The two most widely used behavioral assessment tools in the United States today are SAFER (developed by Emily Weiss, PhD, of the ASPCA) and Assess-a-Pet (developed by Sue Sternberg of Rondout Valley Animals for Adoption). In 2012, Sara Bennett, DVM—at the time, a resident in a shelter behavior program—asked whether these two tests, applied to pet dogs with known behavioral problems, could successfully categorize safe and unsafe dogs. (Bennett et al. 2012) Her goal was to validate the two assessments, to prove that their results mean what we think they mean. In other words, if they say a dog is safe, the dog actually is safe. And, on the flip side, if they say a dog is not safe, then that dog is indeed not safe.

To do this, Bennett recruited dogs from the veterinary clinic where she worked, including dogs with known behavior problems.
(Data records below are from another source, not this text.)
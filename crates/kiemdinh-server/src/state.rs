use std::sync::Arc;

use kiemdinh_core::rules::RuleTable;

use crate::config::ServerConfig;

/// Shared application state available to all Axum handlers via `State<AppState>`.
///
/// The rule table is loaded once at start-up and never mutated, so every
/// request evaluates against the same version.
#[derive(Clone)]
pub struct AppState {
    pub table: Arc<RuleTable>,
    pub config: Arc<ServerConfig>,
}

impl AppState {
    pub fn new(table: RuleTable, config: ServerConfig) -> Self {
        Self {
            table: Arc::new(table),
            config: Arc::new(config),
        }
    }
}
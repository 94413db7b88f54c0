pub mod engine;
pub mod outcome;
pub mod sampling;

pub use engine::{evaluate, evaluate_label, verdict};
pub use outcome::{ContaminantResult, Evaluation, IgnoreReason, IgnoredInput, Verdict};
pub use sampling::evaluate_samples;
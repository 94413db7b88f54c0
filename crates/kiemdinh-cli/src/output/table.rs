use kiemdinh_core::classify::outcome::{ContaminantResult, Grade, SampleEvaluation};
use kiemdinh_core::model::Status;
use kiemdinh_core::rules::RuleTable;

use crate::commands::evaluate::EvaluatedRequest;

pub fn print_evaluations(table: &RuleTable, results: &[EvaluatedRequest], show_all: bool, verbose: bool) {
    println!("=== {} (v{}) ===\n", table.name(), table.version());

    let multi_request = results.len() > 1;

    for (i, evaluated) in results.iter().enumerate() {
        if multi_request {
            if i > 0 {
                println!();
            }
            println!(
                "--- Request {}: {} ---\n",
                i + 1,
                evaluated.crop_type.as_deref().unwrap_or("(no crop type)")
            );
        }

        let evaluation = &evaluated.evaluation;
        let verdict = &evaluated.verdict;

        match evaluation.crop {
            Some(crop) => println!("  Crop type: {} ({})", crop, crop.id()),
            None => println!("  Crop type: not recognised, common limits only"),
        }

        let grade = verdict
            .grade
            .map(|g| g.to_string())
            .unwrap_or_else(|| "-".to_string());
        let outcome = if verdict.passed { "PASSED" } else { "FAILED" };
        println!("  Verdict: {} {} ({})\n", grade, outcome, verdict.reason);

        // Per-contaminant results
        if verbose || show_all {
            let results_to_show: Vec<&ContaminantResult> = evaluation
                .results
                .values()
                .filter(|r| show_all || r.status != Status::Ok || r.uncertain)
                .collect();

            if !results_to_show.is_empty() {
                let max_name = results_to_show
                    .iter()
                    .map(|r| r.display_name.chars().count())
                    .max()
                    .unwrap_or(10);

                for r in &results_to_show {
                    let uncertain_marker = if r.uncertain { " (?)" } else { "" };
                    println!(
                        "  {:<width$}  {} {}  -> {}{}",
                        r.display_name,
                        r.value,
                        r.unit,
                        r.status,
                        uncertain_marker,
                        width = max_name
                    );
                    if verbose {
                        println!("    {}", r.reason);
                    }
                }
                println!();
            }
        }

        // Determining contaminants summary (non-verbose mode)
        if !verbose && !show_all && verdict.grade.is_some_and(|g| g != Grade::One) {
            println!("  Determining contaminants:");
            for key in &verdict.determining {
                if let Some(r) = evaluation.results.get(key) {
                    let uncertain_marker = if r.uncertain { " (?)" } else { "" };
                    println!(
                        "    {} -> {}{}  ({} {}, limit {})",
                        r.display_name, r.status, uncertain_marker, r.value, r.unit, r.limit
                    );
                }
            }
            println!();
        }

        if verbose {
            if !evaluation.not_measured.is_empty() {
                println!("  Not measured: {}", evaluation.not_measured.join(", "));
            }
            if !evaluation.ignored.is_empty() {
                println!("  Ignored inputs:");
                for ignored in &evaluation.ignored {
                    println!("    {:<20} {:?}", ignored.key, ignored.reason);
                }
            }
            println!();
        }
    }
}

pub fn print_samples(result: &SampleEvaluation) {
    println!("=== Sampling plan: {} ===\n", result.contaminant);
    println!(
        "  Plan: m = {} {unit}, M = {} {unit}, at most {} marginal samples",
        result.marginal_limit,
        result.reject_limit,
        result.max_marginal,
        unit = result.unit
    );
    println!("  Marginal samples: {}", result.marginal);
    println!("  Rejected samples: {}\n", result.rejected);
    println!("  Result: {} -> {} ({})\n", result.status, result.grade, result.reason);
}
In order to compare SAFER and Assess-a-Pet to an assessment tool she could trust, she asked all the owners to complete a Canine Behavioral Assessment and Research Questionnaire (C-BARQ). This questionnaire, a widely used method for determining a dog’s temperament, is based on information from the person who knows the dog best: the owner. C-BARQ’s ability to predict a dog’s temperament has previously been validated. (Hsu and Serpell 2003)

Bennett asked: are SAFER and Assess-a-Pet as good as this validated questionnaire at detecting unsafe dogs —are the associations between these tests’ scores and the C-BARQ scores better than chance? And if so, is the association strong enough that these tests can be trusted to consistently give accurate answers?

She found that the answer to all these questions was clearly “no.” On the one hand, Assess-a-Pet and C-BARQ agreed 73 percent of the time when they classified a dog as aggressive. Assuming that C-BARQ was correct and these were truly unsafe dogs, that’s not a bad success rate. However, the test didn’t do so well in the other direction: Assess-a-Pet incorrectly classified 41 percent of nonaggressive dogs as aggressive.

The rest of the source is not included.